We must better educate our people in tolerance, resolutely dispelling any erroneous perceptions about foreign nationals, which are fuelled in circumstances of relative socio-economic disadvantage.
It is these variables that ultimately create the poisonous context for opportunistic elements to exploit and manipulate genuine local grievances for their own sinister ends, with tragic consequences.

And certainly, this same opportunism can clearly be seen in SA blogs, with many right-wing writers using the situation to pour fuel onto their racist fires – urging the white minority to rise again while the country is in disarray. I find it ironic that they suggest that this would never have happened under the Apartheid regime. Remembering back to the 1980’s when I lived in the UK, my only images of South Africa were the news pictures of township violence. I have chosen not to link to their sites, but Google will surely help you if that’s the kind of thing you like to read.

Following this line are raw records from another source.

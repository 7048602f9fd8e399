//! `ssl_mode` handling for the PostgreSQL target connection.

use std::sync::Arc;

use rustls::client::danger::{HandshakeSignatureValid, ServerCertVerified, ServerCertVerifier};
use rustls::pki_types::{CertificateDer, ServerName, UnixTime};
use rustls::{ClientConfig, DigitallySignedStruct, RootCertStore, SignatureScheme};
use tokio_postgres_rustls::MakeRustlsConnect;
use tracing::warn;

use crate::error::{MigrateError, Result};

/// PostgreSQL `sslmode` values the target understands.
#[derive(Debug, Clone, Copy, PartialEq, Eq, Default)]
pub enum SslMode {
    /// Plain TCP.
    #[default]
    Disable,
    /// Encrypted, server certificate not checked.
    Require,
    /// Certificate checked against the web PKI roots.
    VerifyCa,
    /// Certificate and hostname checked.
    VerifyFull,
}

impl SslMode {
    pub fn parse(s: &str) -> Result<Self> {
        match s.to_ascii_lowercase().as_str() {
            "" | "disable" => Ok(SslMode::Disable),
            "require" => Ok(SslMode::Require),
            "verify-ca" => Ok(SslMode::VerifyCa),
            "verify-full" => Ok(SslMode::VerifyFull),
            other => Err(MigrateError::Config(format!(
                "Invalid ssl_mode '{}'. Valid values: disable, require, verify-ca, verify-full",
                other
            ))),
        }
    }

    /// Build the rustls connector, or `None` for [`SslMode::Disable`].
    pub fn connector(self) -> Option<MakeRustlsConnect> {
        let config = match self {
            SslMode::Disable => return None,
            SslMode::Require => {
                warn!(
                    "ssl_mode=require does not verify the server certificate; \
                     use verify-full outside trusted networks"
                );
                ClientConfig::builder()
                    .dangerous()
                    .with_custom_certificate_verifier(Arc::new(AcceptAnyCert))
                    .with_no_client_auth()
            }
            SslMode::VerifyCa | SslMode::VerifyFull => {
                if self == SslMode::VerifyCa {
                    // rustls has no CA-only mode
                    warn!("ssl_mode=verify-ca also verifies the hostname");
                }
                let mut roots = RootCertStore::empty();
                roots.extend(webpki_roots::TLS_SERVER_ROOTS.iter().cloned());
                ClientConfig::builder()
                    .with_root_certificates(roots)
                    .with_no_client_auth()
            }
        };
        Some(MakeRustlsConnect::new(config))
    }
}

/// Verifier for `ssl_mode=require`: encryption without authentication.
#[derive(Debug)]
struct AcceptAnyCert;

impl ServerCertVerifier for AcceptAnyCert {
    fn verify_server_cert(
        &self,
        _end_entity: &CertificateDer<'_>,
        _intermediates: &[CertificateDer<'_>],
        _server_name: &ServerName<'_>,
        _ocsp_response: &[u8],
        _now: UnixTime,
    ) -> std::result::Result<ServerCertVerified, rustls::Error> {
        Ok(ServerCertVerified::assertion())
    }

    fn verify_tls12_signature(
        &self,
        _message: &[u8],
        _cert: &CertificateDer<'_>,
        _dss: &DigitallySignedStruct,
    ) -> std::result::Result<HandshakeSignatureValid, rustls::Error> {
        Ok(HandshakeSignatureValid::assertion())
    }

    fn verify_tls13_signature(
        &self,
        _message: &[u8],
        _cert: &CertificateDer<'_>,
        _dss: &DigitallySignedStruct,
    ) -> std::result::Result<HandshakeSignatureValid, rustls::Error> {
        Ok(HandshakeSignatureValid::assertion())
    }

    fn supported_verify_schemes(&self) -> Vec<SignatureScheme> {
        use SignatureScheme::*;
        vec![
            RSA_PKCS1_SHA256,
            RSA_PKCS1_SHA384,
            RSA_PKCS1_SHA512,
            RSA_PSS_SHA256,
            RSA_PSS_SHA384,
            RSA_PSS_SHA512,
            ECDSA_NISTP256_SHA256,
            ECDSA_NISTP384_SHA384,
            ED25519,
        ]
    }
}

#[cfg(test)]
mod tests {
    use super::*;

    #[test]
    fn test_parse_is_case_insensitive() {
        assert_eq!(SslMode::parse("Require").unwrap(), SslMode::Require);
        assert_eq!(SslMode::parse("VERIFY-FULL").unwrap(), SslMode::VerifyFull);
        assert_eq!(SslMode::parse("verify-ca").unwrap(), SslMode::VerifyCa);
    }

    #[test]
    fn test_empty_means_disable() {
        assert_eq!(SslMode::parse("").unwrap(), SslMode::Disable);
        assert_eq!(SslMode::default(), SslMode::Disable);
    }

    #[test]
    fn test_libpq_only_modes_are_rejected() {
        for mode in ["prefer", "allow", "tls"] {
            assert!(matches!(SslMode::parse(mode), Err(MigrateError::Config(_))));
        }
    }

    #[test]
    fn test_connector_only_when_encrypted() {
        assert!(SslMode::Disable.connector().is_none());
        assert!(SslMode::Require.connector().is_some());
        assert!(SslMode::VerifyFull.connector().is_some());
    }
}
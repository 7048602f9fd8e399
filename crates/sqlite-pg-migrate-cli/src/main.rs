//! sqlite-pg-migrate CLI - full-refresh SQLite to PostgreSQL migration.

use clap::{Parser, Subcommand};
use sqlite_pg_migrate::{
    Config, HealthCheckResult, MigrateError, MigrationResult, Orchestrator, TargetMode,
};
use std::path::PathBuf;
use std::process::ExitCode;
use tracing::{info, Level};
use tracing_subscriber::fmt::format::FmtSpan;

#[derive(Parser)]
#[command(name = "sqlite-pg-migrate")]
#[command(about = "Full-refresh SQLite to PostgreSQL migration")]
#[command(version)]
struct Cli {
    /// Path to YAML configuration file
    #[arg(short, long, default_value = "config.yaml")]
    config: PathBuf,

    /// Output JSON result to stdout
    #[arg(long)]
    output_json: bool,

    /// Log format: text or json
    #[arg(long, default_value = "text")]
    log_format: String,

    /// Log verbosity: debug, info, warn, error
    #[arg(long, default_value = "info")]
    verbosity: String,

    #[command(subcommand)]
    command: Commands,
}

#[derive(Subcommand)]
enum Commands {
    /// Run the migration
    Run {
        /// Drop destination tables that already exist instead of failing
        #[arg(long)]
        drop_existing: bool,

        /// Dry run: extract the source and show the plan without touching the target
        #[arg(long)]
        dry_run: bool,

        /// Override target schema
        #[arg(long)]
        target_schema: Option<String>,
    },

    /// Validate row counts between source and target
    Validate,

    /// Test database connections
    HealthCheck,
}

#[tokio::main]
async fn main() -> ExitCode {
    match run().await {
        Ok(()) => ExitCode::SUCCESS,
        Err(e) => {
            eprintln!("{}", e.format_detailed());
            ExitCode::from(e.exit_code())
        }
    }
}

async fn run() -> Result<(), MigrateError> {
    let cli = Cli::parse();

    // Setup logging
    setup_logging(&cli.verbosity, &cli.log_format)
        .map_err(|e| MigrateError::Config(e.to_string()))?;

    let mut config = Config::load(&cli.config)?;
    info!("Loaded configuration from {:?}", cli.config);

    match cli.command {
        Commands::Run {
            drop_existing,
            dry_run,
            target_schema,
        } => {
            // Apply overrides
            if let Some(schema) = target_schema {
                config.target.schema = schema;
            }
            config.validate()?;

            let mut orchestrator = Orchestrator::new(config);
            if drop_existing {
                orchestrator = orchestrator.with_target_mode(TargetMode::DropRecreate);
            }

            if dry_run {
                let report = orchestrator.dry_run().await?;
                if cli.output_json {
                    println!("{}", serde_json::to_string_pretty(&report)?);
                } else {
                    println!("\nDry run completed!");
                    for table in &report {
                        println!(
                            "  {} <- {}: {} rows, {} columns",
                            table.table,
                            table.source_table,
                            table.rows,
                            table.columns.len()
                        );
                        if !table.dropped_columns.is_empty() {
                            println!("    Dropped: {}", table.dropped_columns.join(", "));
                        }
                        if !table.missing_columns.is_empty() {
                            println!("    Not in source: {}", table.missing_columns.join(", "));
                        }
                    }
                }
                return Ok(());
            }

            let result = orchestrator.run().await?;

            if cli.output_json {
                println!("{}", result.to_json()?);
            } else {
                print_summary(&result);
            }
        }

        Commands::Validate => {
            let orchestrator = Orchestrator::new(config);
            let checks = orchestrator.validate().await?;
            if cli.output_json {
                println!("{}", serde_json::to_string_pretty(&checks)?);
            } else {
                for check in &checks {
                    println!("  {}: {} rows", check.table, check.source_rows);
                }
                println!("Validation completed successfully");
            }
        }

        Commands::HealthCheck => {
            let orchestrator = Orchestrator::new(config);
            let result = orchestrator.health_check().await?;

            if cli.output_json {
                println!("{}", serde_json::to_string_pretty(&result)?);
            } else {
                print_health(&result);
            }

            if !result.healthy {
                return Err(MigrateError::connection(
                    "health check failed",
                    "testing source and target connections",
                ));
            }
        }
    }

    Ok(())
}

fn print_summary(result: &MigrationResult) {
    println!("\nMigration completed!");
    println!("  Run ID: {}", result.run_id);
    println!("  Status: {}", result.status);
    println!("  Duration: {:.2}s", result.duration_seconds);
    println!(
        "  Rows: {} inserted, {} rejected of {}",
        result.rows_inserted, result.rows_rejected, result.rows_attempted
    );
    for table in &result.tables {
        println!(
            "  {}: {} inserted, {} rejected",
            table.table, table.rows_inserted, table.rows_rejected
        );
        for rejection in &table.rejections {
            println!("    row {}: {}", rejection.row, rejection.reason);
        }
    }
}

fn print_health(result: &HealthCheckResult) {
    let status = |ok: bool| if ok { "ok" } else { "unreachable" };
    println!("Connections:");
    println!(
        "  sqlite source:     {} in {}ms",
        status(result.source_connected),
        result.source_latency_ms
    );
    if let Some(err) = &result.source_error {
        println!("    {}", err);
    }
    println!(
        "  postgres target:   {} in {}ms",
        status(result.target_connected),
        result.target_latency_ms
    );
    if let Some(err) = &result.target_error {
        println!("    {}", err);
    }
    println!("{}", if result.healthy { "HEALTHY" } else { "UNHEALTHY" });
}

fn setup_logging(verbosity: &str, format: &str) -> Result<(), String> {
    let level = match verbosity.to_lowercase().as_str() {
        "debug" => Level::DEBUG,
        "info" => Level::INFO,
        "warn" => Level::WARN,
        "error" => Level::ERROR,
        _ => Level::INFO,
    };

    // Logs go to stderr so --output-json leaves stdout parseable
    let subscriber = tracing_subscriber::fmt()
        .with_max_level(level)
        .with_span_events(FmtSpan::CLOSE)
        .with_target(false)
        .with_writer(std::io::stderr);

    match format {
        "json" => subscriber.json().init(),
        "text" => subscriber.init(),
        other => return Err(format!("Invalid log format '{}'. Valid values: text, json", other)),
    }

    Ok(())
}
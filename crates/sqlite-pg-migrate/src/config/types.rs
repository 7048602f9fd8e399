//! Configuration type definitions.

use std::fmt;
use std::path::PathBuf;

use serde::{Deserialize, Serialize};

use crate::core::schema::{soccer_tables, TableSpec};

/// Root configuration structure.
#[derive(Debug, Clone, Serialize, Deserialize)]
pub struct Config {
    /// Source database configuration (SQLite).
    pub source: SourceConfig,

    /// Target database configuration (PostgreSQL).
    pub target: TargetConfig,

    /// Migration behavior configuration.
    #[serde(default)]
    pub migration: MigrationConfig,
}

/// Source database (SQLite) configuration.
#[derive(Debug, Clone, Serialize, Deserialize)]
pub struct SourceConfig {
    /// Database type (always "sqlite").
    #[serde(default = "default_sqlite")]
    pub r#type: String,

    /// Path to the SQLite database file.
    pub path: PathBuf,
}

impl SourceConfig {
    pub fn new(path: impl Into<PathBuf>) -> Self {
        Self {
            r#type: default_sqlite(),
            path: path.into(),
        }
    }
}

/// Target database (PostgreSQL) configuration.
#[derive(Clone, Serialize, Deserialize)]
pub struct TargetConfig {
    /// Database type (always "postgres").
    #[serde(default = "default_postgres")]
    pub r#type: String,

    /// Database host.
    pub host: String,

    /// Database port (default: 5432).
    #[serde(default = "default_pg_port")]
    pub port: u16,

    /// Database name.
    pub database: String,

    /// Username.
    pub user: String,

    /// Password.
    #[serde(default)]
    pub password: String,

    /// Target schema (default: "public").
    #[serde(default = "default_public_schema")]
    pub schema: String,

    /// SSL mode (default: "disable").
    #[serde(default = "default_disable")]
    pub ssl_mode: String,

    /// Seconds to wait for the connection to be established (default: 10).
    #[serde(default = "default_connect_timeout")]
    pub connect_timeout_secs: u64,
}

impl fmt::Debug for TargetConfig {
    fn fmt(&self, f: &mut fmt::Formatter<'_>) -> fmt::Result {
        f.debug_struct("TargetConfig")
            .field("type", &self.r#type)
            .field("host", &self.host)
            .field("port", &self.port)
            .field("database", &self.database)
            .field("user", &self.user)
            .field("password", &"[REDACTED]")
            .field("schema", &self.schema)
            .field("ssl_mode", &self.ssl_mode)
            .field("connect_timeout_secs", &self.connect_timeout_secs)
            .finish()
    }
}

/// Migration behavior configuration.
#[derive(Debug, Clone, Serialize, Deserialize)]
#[serde(default)]
pub struct MigrationConfig {
    /// What to do when a destination table already exists
    /// (default: fail_if_exists).
    pub target_mode: TargetMode,

    /// Rejected rows kept as samples per table (default: 5).
    pub max_rejection_samples: usize,

    /// Log progress every this many rows (default: 10000, 0 disables).
    pub progress_interval: usize,

    /// Destination tables. Empty means the built-in soccer layout.
    #[serde(skip_serializing_if = "Vec::is_empty")]
    pub tables: Vec<TableSpec>,
}

impl Default for MigrationConfig {
    fn default() -> Self {
        Self {
            target_mode: TargetMode::default(),
            max_rejection_samples: 5,
            progress_interval: 10_000,
            tables: Vec::new(),
        }
    }
}

impl MigrationConfig {
    /// The table declarations to migrate, in load order.
    pub fn table_specs(&self) -> Vec<TableSpec> {
        if self.tables.is_empty() {
            soccer_tables()
        } else {
            self.tables.clone()
        }
    }
}

/// Target mode for migration.
#[derive(Debug, Clone, Copy, PartialEq, Eq, Default, Serialize, Deserialize)]
#[serde(rename_all = "snake_case")]
pub enum TargetMode {
    /// Refuse to touch a destination table that already exists.
    #[default]
    FailIfExists,

    /// Drop existing destination tables and recreate them.
    DropRecreate,
}

// Default value functions for serde
fn default_sqlite() -> String {
    "sqlite".to_string()
}

fn default_postgres() -> String {
    "postgres".to_string()
}

fn default_pg_port() -> u16 {
    5432
}

fn default_public_schema() -> String {
    "public".to_string()
}

fn default_disable() -> String {
    "disable".to_string()
}

fn default_connect_timeout() -> u64 {
    10
}
//! Identifier validation and quoting for dynamically built SQL.
//!
//! Table and column names cannot be bound as statement parameters, so every
//! statement that names a table or column is built with these helpers. Both
//! SQLite and PostgreSQL quote identifiers with double quotes.

use crate::error::{MigrateError, Result};

/// PostgreSQL truncates identifiers longer than this (NAMEDATALEN - 1).
const MAX_IDENTIFIER_LENGTH: usize = 63;

/// Validate an identifier declared in configuration.
///
/// Rejects empty names, names containing null bytes and names PostgreSQL
/// would silently truncate.
pub fn validate_identifier(name: &str) -> Result<()> {
    if name.is_empty() {
        return Err(MigrateError::Config("Identifier cannot be empty".to_string()));
    }

    if name.contains('\0') {
        return Err(MigrateError::Config(format!(
            "Identifier contains null byte: {:?}",
            name
        )));
    }

    if name.len() > MAX_IDENTIFIER_LENGTH {
        return Err(MigrateError::Config(format!(
            "Identifier exceeds maximum length of {} bytes (got {} bytes): {:?}",
            MAX_IDENTIFIER_LENGTH,
            name.len(),
            name
        )));
    }

    Ok(())
}

/// Validate a column type definition declared in configuration.
///
/// Column definitions are pasted into `CREATE TABLE`, so anything that could
/// end the statement or comment out the rest of it is rejected.
pub fn validate_column_type(definition: &str) -> Result<()> {
    if definition.trim().is_empty() {
        return Err(MigrateError::Config("Column type cannot be empty".to_string()));
    }

    if definition.contains(';') {
        return Err(MigrateError::Config(format!(
            "Column type contains semicolon: {:?}",
            definition
        )));
    }

    if definition.contains("--") || definition.contains("/*") || definition.contains("*/") {
        return Err(MigrateError::Config(format!(
            "Column type contains SQL comment markers: {:?}",
            definition
        )));
    }

    Ok(())
}

/// Quote an identifier with double quotes, doubling embedded quotes.
pub fn quote_ident(name: &str) -> String {
    format!("\"{}\"", name.replace('"', "\"\""))
}

/// Qualify a table name with its schema.
pub fn qualify(schema: &str, table: &str) -> String {
    format!("{}.{}", quote_ident(schema), quote_ident(table))
}

#[cfg(test)]
mod tests {
    use super::*;

    #[test]
    fn test_quote_ident() {
        assert_eq!(quote_ident("matches"), "\"matches\"");
        assert_eq!(quote_ident("cross"), "\"cross\"");
        assert_eq!(quote_ident("table\"name"), "\"table\"\"name\"");
    }

    #[test]
    fn test_qualify() {
        assert_eq!(qualify("public", "players"), "\"public\".\"players\"");
    }

    #[test]
    fn test_validate_identifier() {
        assert!(validate_identifier("home_player_1").is_ok());
        assert!(validate_identifier("").is_err());
        assert!(validate_identifier("bad\0name").is_err());
        assert!(validate_identifier(&"x".repeat(64)).is_err());
        assert!(validate_identifier(&"x".repeat(63)).is_ok());
    }

    #[test]
    fn test_validate_column_type() {
        assert!(validate_column_type("NUMERIC").is_ok());
        assert!(validate_column_type("SERIAL PRIMARY KEY").is_ok());
        assert!(validate_column_type("").is_err());
        assert!(validate_column_type("TEXT; DROP TABLE players").is_err());
        assert!(validate_column_type("TEXT -- trailing").is_err());
        assert!(validate_column_type("TEXT /* c */").is_err());
    }
}
//! Configuration loading and validation.

mod types;
mod validation;

pub use types::*;

use crate::error::Result;
use std::path::Path;
use std::time::Duration;

impl Config {
    /// Load configuration from a YAML file.
    pub fn load<P: AsRef<Path>>(path: P) -> Result<Self> {
        let content = std::fs::read_to_string(path)?;
        Self::from_yaml(&content)
    }

    /// Parse configuration from a YAML string.
    pub fn from_yaml(yaml: &str) -> Result<Self> {
        let config: Config = serde_yaml::from_str(yaml)?;
        config.validate()?;
        Ok(config)
    }

    /// Validate the configuration.
    pub fn validate(&self) -> Result<()> {
        validation::validate(self)
    }
}

impl TargetConfig {
    pub fn connect_timeout(&self) -> Duration {
        Duration::from_secs(self.connect_timeout_secs)
    }

    /// `host:port/database`, for log lines and error context.
    pub fn display_name(&self) -> String {
        format!("{}:{}/{}", self.host, self.port, self.database)
    }
}

#[cfg(test)]
mod tests {
    use super::*;
    use crate::error::MigrateError;

    const MINIMAL: &str = r#"
source:
  path: ./database.sqlite
target:
  host: localhost
  database: soccer
  user: postgres
  password: secret
"#;

    #[test]
    fn test_defaults() {
        let config = Config::from_yaml(MINIMAL).unwrap();
        assert_eq!(config.source.r#type, "sqlite");
        assert_eq!(config.target.port, 5432);
        assert_eq!(config.target.schema, "public");
        assert_eq!(config.target.ssl_mode, "disable");
        assert_eq!(config.target.connect_timeout(), Duration::from_secs(10));
        assert_eq!(config.migration.target_mode, TargetMode::FailIfExists);
        assert_eq!(config.migration.max_rejection_samples, 5);

        let names: Vec<_> = config
            .migration
            .table_specs()
            .into_iter()
            .map(|t| t.name)
            .collect();
        assert_eq!(names, vec!["matches", "players", "teams", "leagues"]);
    }

    #[test]
    fn test_custom_tables_and_target_mode() {
        let yaml = format!(
            "{}{}",
            MINIMAL,
            r#"
migration:
  target_mode: drop_recreate
  max_rejection_samples: 2
  tables:
    - name: leagues
      source_table: League
      columns:
        - { name: id, sql_type: SERIAL PRIMARY KEY }
        - { name: name, sql_type: TEXT }
"#
        );
        let config = Config::from_yaml(&yaml).unwrap();
        assert_eq!(config.migration.target_mode, TargetMode::DropRecreate);
        assert_eq!(config.migration.max_rejection_samples, 2);
        assert_eq!(config.migration.progress_interval, 10_000);

        let specs = config.migration.table_specs();
        assert_eq!(specs.len(), 1);
        assert_eq!(specs[0].source_table, "League");
        assert_eq!(specs[0].column_names(), vec!["id", "name"]);
    }

    #[test]
    fn test_unknown_target_mode_is_rejected() {
        let yaml = format!("{}migration:\n  target_mode: upsert\n", MINIMAL);
        assert!(matches!(
            Config::from_yaml(&yaml),
            Err(MigrateError::Yaml(_))
        ));
    }

    #[test]
    fn test_load_missing_file() {
        let err = Config::load("/nonexistent/config.yaml").unwrap_err();
        assert!(matches!(err, MigrateError::Io(_)));
    }

    #[test]
    fn test_display_name() {
        let config = Config::from_yaml(MINIMAL).unwrap();
        assert_eq!(config.target.display_name(), "localhost:5432/soccer");
    }
}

But of course those elements I mention above, be they xenophobic blacks or racist whites, don’t represent the views of the vast majority of South Africans. Back to the late 80’s again, when I was English and a football fan. So to the rest of the world, I was a football hooligan.
I tore up seats and threw them onto the pitch. I fought with rival fans just because they didn’t support United.
No, of course not. For a start, I was only 14 and it was only a tiny number of people who were involved in that scene. But that didn’t stop me being tarred with their dirty great brush.
Nic Haralambous sums it up nicely at SA Rocks, noting that the voices uniting against the violence are the ones transcending colour, creed, race or nationality. I’m not sure I would go so far as to agree with his comment that this is an “uplifting” experience for the country, though.

The BBC quoted my arbitary line: “It seems likely that this situation will certainly get worse before it gets better”.
It was a weak bit of writing, to be honest. But sadly, the point still stands.